**EXERCISE REQUIREMENTS**
Locate each line in the records containing "usize". Copy it.

****

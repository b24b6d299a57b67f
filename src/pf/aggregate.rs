use std::collections::BTreeMap;

use tracing::warn;

use super::{PfError, QueueForest, LOAD_FACTOR};

/// Set each declared child's parent, dropping children that do not exist.
pub fn apply_parents(queues: &mut QueueForest) -> Result<(), PfError> {
    let mut claims: BTreeMap<String, String> = BTreeMap::new();

    for (name, queue) in queues.iter() {
        for child in &queue.children {
            if !queues.contains_key(child) {
                continue;
            }
            if let Some(first) = claims.get(child) {
                return Err(PfError::DuplicateParent {
                    child: child.clone(),
                    first: first.clone(),
                    second: name.clone(),
                });
            }
            claims.insert(child.clone(), name.clone());
        }
    }

    let known: Vec<String> = queues.keys().cloned().collect();
    for queue in queues.values_mut() {
        queue.children.retain(|child| {
            let exists = known.binary_search(child).is_ok();
            if !exists {
                warn!(queue = %queue.name, child = %child, "unknown child queue");
            }
            exists
        });
        queue.parent = claims.get(&queue.name).cloned();
    }

    Ok(())
}

/// Ancestors of `name`, nearest first. Fails if the parent chain loops.
fn ancestors(queues: &QueueForest, name: &str) -> Result<Vec<String>, PfError> {
    let mut chain = Vec::new();
    let mut cursor = queues.get(name).and_then(|q| q.parent.clone());

    while let Some(parent) = cursor {
        if parent == name || chain.contains(&parent) || chain.len() > queues.len() {
            return Err(PfError::Cycle { queue: parent });
        }
        cursor = queues.get(&parent).and_then(|q| q.parent.clone());
        chain.push(parent);
    }

    Ok(chain)
}

/// Roll leaf counters into ancestors and average load factors.
///
/// Requires parents to be set by [`apply_parents`]. pfctl reports zeroed
/// counters for parent queues, so every non-load-factor metric of a leaf is
/// added to each ancestor. Then every node with children gets `queue_load_factor = (own + sum of direct children) / child count`,
/// processed deepest first so each node is averaged exactly once.
pub fn summarize_children(queues: &mut QueueForest) -> Result<(), PfError> {
    let mut depths: BTreeMap<String, usize> = BTreeMap::new();
    let mut additions: Vec<(String, String, f64)> = Vec::new();

    for (name, queue) in queues.iter() {
        let chain = ancestors(queues, name)?;
        depths.insert(name.clone(), chain.len());

        if !queue.is_leaf() {
            continue;
        }
        for ancestor in &chain {
            for (metric, value) in queue.metrics.iter().filter(|(m, _)| *m != LOAD_FACTOR) {
                additions.push((ancestor.clone(), metric.clone(), *value));
            }
        }
    }

    for (ancestor, metric, value) in additions {
        if let Some(queue) = queues.get_mut(&ancestor) {
            *queue.metrics.entry(metric).or_insert(0.0) += value;
        }
    }

    let mut interior: Vec<(usize, String)> = queues
        .values()
        .filter(|q| !q.is_leaf())
        .map(|q| (depths.get(&q.name).copied().unwrap_or(0), q.name.clone()))
        .collect();
    interior.sort_by(|a, b| b.0.cmp(&a.0).then_with(|| a.1.cmp(&b.1)));

    for (_, name) in interior {
        let Some(queue) = queues.get(&name) else {
            continue;
        };

        let own = queue.metrics.get(LOAD_FACTOR).copied();
        let from_children: Vec<f64> = queue
            .children
            .iter()
            .filter_map(|child| queues.get(child))
            .filter_map(|child| child.metrics.get(LOAD_FACTOR).copied())
            .collect();

        if own.is_none() && from_children.is_empty() {
            continue;
        }

        let count = queue.children.len() as f64;
        let total = own.unwrap_or(0.0) + from_children.iter().sum::<f64>();

        if let Some(queue) = queues.get_mut(&name) {
            queue.metrics.insert(LOAD_FACTOR.to_string(), total / count);
        }
    }

    Ok(())
}

/// [`apply_parents`] followed by [`summarize_children`].
pub fn aggregate(queues: &mut QueueForest) -> Result<(), PfError> {
    apply_parents(queues)?;
    summarize_children(queues)
}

****

**YOUR RESPONSE**
    let mut depths: BTreeMap<String, usize> = BTreeMap::new();
    let mut interior: Vec<(usize, String)> = queues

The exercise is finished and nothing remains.